Required action: Write out, word for word, the part of the listing below that opens with the line containing "#[derive(Debug, Clone)]" and closes with the line containing "new builder for ResolverConfig.", keeping both of those lines and adding no others.

Recorded data:
########################################

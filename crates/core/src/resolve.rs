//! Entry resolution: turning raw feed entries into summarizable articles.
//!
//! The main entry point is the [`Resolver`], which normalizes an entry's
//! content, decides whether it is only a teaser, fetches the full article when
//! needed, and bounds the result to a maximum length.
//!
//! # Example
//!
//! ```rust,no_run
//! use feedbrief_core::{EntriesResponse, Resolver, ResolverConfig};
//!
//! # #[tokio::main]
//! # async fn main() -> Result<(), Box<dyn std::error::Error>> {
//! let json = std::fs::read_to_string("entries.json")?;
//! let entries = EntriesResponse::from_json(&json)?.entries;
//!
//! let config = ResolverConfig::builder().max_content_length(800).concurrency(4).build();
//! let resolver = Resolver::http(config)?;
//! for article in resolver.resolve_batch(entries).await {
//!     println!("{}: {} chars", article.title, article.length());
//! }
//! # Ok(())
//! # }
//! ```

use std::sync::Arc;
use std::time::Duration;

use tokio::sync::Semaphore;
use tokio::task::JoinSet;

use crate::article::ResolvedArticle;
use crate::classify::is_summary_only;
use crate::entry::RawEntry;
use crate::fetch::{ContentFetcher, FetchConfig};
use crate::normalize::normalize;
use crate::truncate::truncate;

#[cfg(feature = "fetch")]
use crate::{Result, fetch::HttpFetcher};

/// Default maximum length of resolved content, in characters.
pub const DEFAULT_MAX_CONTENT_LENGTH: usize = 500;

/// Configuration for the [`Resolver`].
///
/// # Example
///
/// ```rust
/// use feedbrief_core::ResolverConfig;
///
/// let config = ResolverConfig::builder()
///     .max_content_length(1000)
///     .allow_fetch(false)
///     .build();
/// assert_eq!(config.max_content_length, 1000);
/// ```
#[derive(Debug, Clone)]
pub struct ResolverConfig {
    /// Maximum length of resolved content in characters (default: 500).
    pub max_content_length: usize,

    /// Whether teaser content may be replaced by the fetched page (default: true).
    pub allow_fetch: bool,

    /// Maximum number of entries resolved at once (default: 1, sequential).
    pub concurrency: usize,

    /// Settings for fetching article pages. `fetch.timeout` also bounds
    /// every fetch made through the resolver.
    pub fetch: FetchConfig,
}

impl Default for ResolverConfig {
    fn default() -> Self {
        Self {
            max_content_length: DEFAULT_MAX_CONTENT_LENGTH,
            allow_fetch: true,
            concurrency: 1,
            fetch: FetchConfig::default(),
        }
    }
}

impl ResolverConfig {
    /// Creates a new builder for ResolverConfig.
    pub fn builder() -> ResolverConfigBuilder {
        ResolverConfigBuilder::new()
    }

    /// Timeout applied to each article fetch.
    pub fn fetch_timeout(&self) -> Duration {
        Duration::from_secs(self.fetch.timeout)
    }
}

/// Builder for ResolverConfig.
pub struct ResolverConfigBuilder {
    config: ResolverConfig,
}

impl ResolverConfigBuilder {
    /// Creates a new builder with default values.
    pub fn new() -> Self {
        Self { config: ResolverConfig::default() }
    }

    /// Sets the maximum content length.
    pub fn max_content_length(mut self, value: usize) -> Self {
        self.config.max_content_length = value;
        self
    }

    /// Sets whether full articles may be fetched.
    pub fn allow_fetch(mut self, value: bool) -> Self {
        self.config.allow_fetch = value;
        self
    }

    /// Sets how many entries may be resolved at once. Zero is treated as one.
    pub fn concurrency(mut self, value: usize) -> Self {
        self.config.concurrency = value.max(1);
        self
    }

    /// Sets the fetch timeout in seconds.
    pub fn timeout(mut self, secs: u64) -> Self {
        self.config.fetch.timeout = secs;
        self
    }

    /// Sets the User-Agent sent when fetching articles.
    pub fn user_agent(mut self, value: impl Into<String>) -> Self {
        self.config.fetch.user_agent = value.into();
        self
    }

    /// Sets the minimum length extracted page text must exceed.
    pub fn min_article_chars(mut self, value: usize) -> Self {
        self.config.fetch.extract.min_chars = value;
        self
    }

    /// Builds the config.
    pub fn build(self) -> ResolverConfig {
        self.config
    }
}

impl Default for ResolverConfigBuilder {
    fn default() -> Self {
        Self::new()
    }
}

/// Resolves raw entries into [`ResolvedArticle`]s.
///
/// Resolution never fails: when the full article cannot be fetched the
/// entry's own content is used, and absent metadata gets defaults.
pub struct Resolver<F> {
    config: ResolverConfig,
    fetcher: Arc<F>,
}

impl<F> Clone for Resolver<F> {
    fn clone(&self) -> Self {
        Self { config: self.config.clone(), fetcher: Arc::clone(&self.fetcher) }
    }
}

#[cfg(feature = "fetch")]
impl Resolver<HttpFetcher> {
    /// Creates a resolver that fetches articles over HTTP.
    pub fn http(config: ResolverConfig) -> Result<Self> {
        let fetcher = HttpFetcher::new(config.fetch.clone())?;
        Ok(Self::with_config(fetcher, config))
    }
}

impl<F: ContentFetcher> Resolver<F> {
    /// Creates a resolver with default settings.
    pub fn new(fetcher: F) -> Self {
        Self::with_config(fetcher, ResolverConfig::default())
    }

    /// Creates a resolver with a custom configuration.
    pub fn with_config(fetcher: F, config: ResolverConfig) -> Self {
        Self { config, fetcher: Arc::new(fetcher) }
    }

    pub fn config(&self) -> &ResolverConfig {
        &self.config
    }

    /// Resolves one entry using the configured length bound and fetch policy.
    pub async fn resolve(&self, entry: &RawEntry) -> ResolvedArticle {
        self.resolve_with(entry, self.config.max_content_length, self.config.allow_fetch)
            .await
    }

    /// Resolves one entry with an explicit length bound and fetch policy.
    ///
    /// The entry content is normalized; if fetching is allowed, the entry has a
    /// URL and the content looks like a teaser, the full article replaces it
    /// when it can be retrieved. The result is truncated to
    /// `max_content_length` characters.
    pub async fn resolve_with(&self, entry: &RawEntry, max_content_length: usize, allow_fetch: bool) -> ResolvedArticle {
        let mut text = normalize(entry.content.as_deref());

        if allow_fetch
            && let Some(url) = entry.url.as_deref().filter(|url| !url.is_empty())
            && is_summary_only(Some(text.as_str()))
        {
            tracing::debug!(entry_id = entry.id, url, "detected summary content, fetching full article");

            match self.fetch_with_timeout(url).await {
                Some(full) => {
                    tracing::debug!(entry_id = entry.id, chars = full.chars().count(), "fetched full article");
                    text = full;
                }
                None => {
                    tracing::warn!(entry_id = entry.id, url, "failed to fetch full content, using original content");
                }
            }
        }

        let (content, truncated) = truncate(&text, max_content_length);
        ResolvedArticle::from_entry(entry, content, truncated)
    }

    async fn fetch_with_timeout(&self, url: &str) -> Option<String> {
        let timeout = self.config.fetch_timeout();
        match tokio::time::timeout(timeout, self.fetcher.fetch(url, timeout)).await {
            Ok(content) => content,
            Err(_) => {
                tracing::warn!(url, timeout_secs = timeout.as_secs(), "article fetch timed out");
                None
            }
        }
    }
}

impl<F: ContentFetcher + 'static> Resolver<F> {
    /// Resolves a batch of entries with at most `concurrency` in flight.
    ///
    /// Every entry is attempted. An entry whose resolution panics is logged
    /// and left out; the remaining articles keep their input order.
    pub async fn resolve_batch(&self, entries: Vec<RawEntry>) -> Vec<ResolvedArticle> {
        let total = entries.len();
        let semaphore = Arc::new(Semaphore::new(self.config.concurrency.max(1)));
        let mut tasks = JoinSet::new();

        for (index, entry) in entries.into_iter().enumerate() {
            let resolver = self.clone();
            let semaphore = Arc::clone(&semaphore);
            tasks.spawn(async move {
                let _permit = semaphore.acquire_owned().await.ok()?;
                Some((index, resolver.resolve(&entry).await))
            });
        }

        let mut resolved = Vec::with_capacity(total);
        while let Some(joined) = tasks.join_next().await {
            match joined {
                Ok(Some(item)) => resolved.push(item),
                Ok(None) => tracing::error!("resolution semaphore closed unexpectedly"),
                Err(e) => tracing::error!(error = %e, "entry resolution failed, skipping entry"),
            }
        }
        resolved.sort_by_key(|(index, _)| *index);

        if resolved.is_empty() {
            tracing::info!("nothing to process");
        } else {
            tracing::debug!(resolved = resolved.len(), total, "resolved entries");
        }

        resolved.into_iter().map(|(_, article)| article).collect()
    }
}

########################################

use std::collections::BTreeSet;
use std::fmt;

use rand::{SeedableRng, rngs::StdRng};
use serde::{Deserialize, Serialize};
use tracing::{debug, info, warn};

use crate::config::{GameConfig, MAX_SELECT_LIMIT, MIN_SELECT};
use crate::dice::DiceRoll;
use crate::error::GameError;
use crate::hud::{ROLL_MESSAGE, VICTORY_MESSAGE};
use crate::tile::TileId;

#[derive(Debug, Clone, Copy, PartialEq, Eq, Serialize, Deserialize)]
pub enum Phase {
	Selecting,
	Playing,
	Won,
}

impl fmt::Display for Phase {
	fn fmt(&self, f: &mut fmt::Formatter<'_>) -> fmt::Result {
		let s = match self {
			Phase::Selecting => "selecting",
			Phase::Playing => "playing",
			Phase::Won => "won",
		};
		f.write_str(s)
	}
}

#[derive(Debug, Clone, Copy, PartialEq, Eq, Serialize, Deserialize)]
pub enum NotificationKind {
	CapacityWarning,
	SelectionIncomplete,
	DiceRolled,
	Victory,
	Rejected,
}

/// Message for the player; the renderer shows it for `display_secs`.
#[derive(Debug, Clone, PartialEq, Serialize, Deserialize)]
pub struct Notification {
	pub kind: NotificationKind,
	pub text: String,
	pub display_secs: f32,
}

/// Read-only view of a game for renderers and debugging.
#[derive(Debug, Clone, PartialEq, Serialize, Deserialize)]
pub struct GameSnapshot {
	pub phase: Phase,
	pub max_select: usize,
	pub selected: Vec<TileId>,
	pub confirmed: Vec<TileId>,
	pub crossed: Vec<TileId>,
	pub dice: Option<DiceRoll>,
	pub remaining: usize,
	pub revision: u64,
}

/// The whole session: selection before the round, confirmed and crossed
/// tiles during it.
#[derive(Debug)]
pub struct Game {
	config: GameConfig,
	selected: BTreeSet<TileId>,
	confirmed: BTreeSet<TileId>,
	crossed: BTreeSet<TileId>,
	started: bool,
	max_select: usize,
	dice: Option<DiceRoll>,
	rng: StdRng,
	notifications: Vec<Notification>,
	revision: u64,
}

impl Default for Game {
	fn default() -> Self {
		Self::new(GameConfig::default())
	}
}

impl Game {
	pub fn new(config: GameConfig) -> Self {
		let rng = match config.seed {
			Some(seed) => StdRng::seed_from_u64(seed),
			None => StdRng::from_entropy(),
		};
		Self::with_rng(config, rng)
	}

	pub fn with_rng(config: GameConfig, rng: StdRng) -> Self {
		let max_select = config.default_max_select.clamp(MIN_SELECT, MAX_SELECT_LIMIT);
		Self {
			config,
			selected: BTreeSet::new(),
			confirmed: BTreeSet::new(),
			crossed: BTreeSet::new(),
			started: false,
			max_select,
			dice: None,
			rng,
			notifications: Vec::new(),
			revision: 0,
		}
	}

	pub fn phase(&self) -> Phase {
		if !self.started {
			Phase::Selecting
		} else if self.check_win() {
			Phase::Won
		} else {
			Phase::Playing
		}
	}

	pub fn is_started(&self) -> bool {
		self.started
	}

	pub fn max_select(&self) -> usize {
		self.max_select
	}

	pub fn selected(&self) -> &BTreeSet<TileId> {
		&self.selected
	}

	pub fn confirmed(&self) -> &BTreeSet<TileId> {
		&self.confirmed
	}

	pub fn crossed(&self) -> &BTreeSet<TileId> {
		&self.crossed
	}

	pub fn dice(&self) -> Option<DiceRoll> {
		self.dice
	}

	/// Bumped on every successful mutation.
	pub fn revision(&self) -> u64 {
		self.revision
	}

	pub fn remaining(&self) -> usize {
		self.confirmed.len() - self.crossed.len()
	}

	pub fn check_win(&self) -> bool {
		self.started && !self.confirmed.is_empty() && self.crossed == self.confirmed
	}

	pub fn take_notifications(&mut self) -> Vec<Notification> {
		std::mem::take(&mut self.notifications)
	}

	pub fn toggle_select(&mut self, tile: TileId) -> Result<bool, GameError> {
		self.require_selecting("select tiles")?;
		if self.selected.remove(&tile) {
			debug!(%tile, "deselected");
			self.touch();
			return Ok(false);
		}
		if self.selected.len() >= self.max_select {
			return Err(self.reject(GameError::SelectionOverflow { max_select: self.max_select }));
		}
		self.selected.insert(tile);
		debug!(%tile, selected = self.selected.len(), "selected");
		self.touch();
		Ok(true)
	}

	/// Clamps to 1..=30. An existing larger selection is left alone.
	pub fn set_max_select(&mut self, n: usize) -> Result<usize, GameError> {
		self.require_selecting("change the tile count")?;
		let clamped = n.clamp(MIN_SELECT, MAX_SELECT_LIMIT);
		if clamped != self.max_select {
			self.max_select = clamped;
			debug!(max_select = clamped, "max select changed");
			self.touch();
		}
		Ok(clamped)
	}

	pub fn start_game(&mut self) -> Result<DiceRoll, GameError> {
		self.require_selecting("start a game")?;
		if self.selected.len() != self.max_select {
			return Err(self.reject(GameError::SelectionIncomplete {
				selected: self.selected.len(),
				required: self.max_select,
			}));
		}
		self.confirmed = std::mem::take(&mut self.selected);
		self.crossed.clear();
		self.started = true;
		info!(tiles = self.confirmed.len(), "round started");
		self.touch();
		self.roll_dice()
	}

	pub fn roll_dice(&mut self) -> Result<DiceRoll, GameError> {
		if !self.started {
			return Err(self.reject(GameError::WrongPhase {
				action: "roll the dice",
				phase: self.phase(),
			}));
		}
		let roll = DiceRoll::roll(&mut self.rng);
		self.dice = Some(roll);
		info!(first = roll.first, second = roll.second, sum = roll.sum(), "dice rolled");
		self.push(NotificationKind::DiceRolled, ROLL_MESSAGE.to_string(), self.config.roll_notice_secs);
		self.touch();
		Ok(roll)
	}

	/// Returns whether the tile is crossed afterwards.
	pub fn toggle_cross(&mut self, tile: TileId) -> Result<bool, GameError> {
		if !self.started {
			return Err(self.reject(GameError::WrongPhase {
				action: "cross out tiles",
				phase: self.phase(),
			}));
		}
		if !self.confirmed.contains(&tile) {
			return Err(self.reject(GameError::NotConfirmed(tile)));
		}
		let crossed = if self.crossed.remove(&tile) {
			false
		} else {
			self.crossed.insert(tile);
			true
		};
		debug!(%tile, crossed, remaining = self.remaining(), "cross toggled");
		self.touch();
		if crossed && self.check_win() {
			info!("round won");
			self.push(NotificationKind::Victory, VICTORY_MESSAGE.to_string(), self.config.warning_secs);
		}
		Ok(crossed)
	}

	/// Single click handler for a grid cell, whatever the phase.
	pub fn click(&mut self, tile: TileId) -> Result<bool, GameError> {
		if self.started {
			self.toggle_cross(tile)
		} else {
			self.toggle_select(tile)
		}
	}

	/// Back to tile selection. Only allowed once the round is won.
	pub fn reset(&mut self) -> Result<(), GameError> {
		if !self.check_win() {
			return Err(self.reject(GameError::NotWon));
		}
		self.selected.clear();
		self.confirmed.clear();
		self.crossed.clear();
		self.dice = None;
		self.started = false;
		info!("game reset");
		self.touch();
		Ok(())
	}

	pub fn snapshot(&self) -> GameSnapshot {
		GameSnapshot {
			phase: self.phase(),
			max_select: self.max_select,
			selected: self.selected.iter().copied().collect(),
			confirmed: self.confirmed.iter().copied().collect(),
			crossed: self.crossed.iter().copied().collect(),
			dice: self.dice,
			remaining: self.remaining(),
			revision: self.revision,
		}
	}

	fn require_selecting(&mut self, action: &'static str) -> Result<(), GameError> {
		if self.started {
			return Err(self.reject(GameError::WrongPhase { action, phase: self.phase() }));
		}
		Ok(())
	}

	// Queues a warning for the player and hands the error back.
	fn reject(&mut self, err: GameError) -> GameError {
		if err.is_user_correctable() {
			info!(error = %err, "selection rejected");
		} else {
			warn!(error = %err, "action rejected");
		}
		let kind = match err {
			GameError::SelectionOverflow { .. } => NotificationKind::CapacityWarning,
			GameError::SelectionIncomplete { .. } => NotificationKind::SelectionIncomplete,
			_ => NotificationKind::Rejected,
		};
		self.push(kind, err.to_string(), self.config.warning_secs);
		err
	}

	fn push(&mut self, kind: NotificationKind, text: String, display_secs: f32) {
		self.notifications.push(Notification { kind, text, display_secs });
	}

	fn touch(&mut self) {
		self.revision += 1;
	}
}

########################################

Task answer:
#[derive(Debug, Clone)]
pub struct ResolverConfig {
    /// Maximum length of resolved content in characters (default: 500).
    pub max_content_length: usize,

    /// Whether teaser content may be replaced by the fetched page (default: true).
    pub allow_fetch: bool,

    /// Maximum number of entries resolved at once (default: 1, sequential).
    pub concurrency: usize,

    /// Settings for fetching article pages. `fetch.timeout` also bounds
    /// every fetch made through the resolver.
    pub fetch: FetchConfig,
}

impl Default for ResolverConfig {
    fn default() -> Self {
        Self {
            max_content_length: DEFAULT_MAX_CONTENT_LENGTH,
            allow_fetch: true,
            concurrency: 1,
            fetch: FetchConfig::default(),
        }
    }
}

impl ResolverConfig {
    /// Creates a new builder for ResolverConfig.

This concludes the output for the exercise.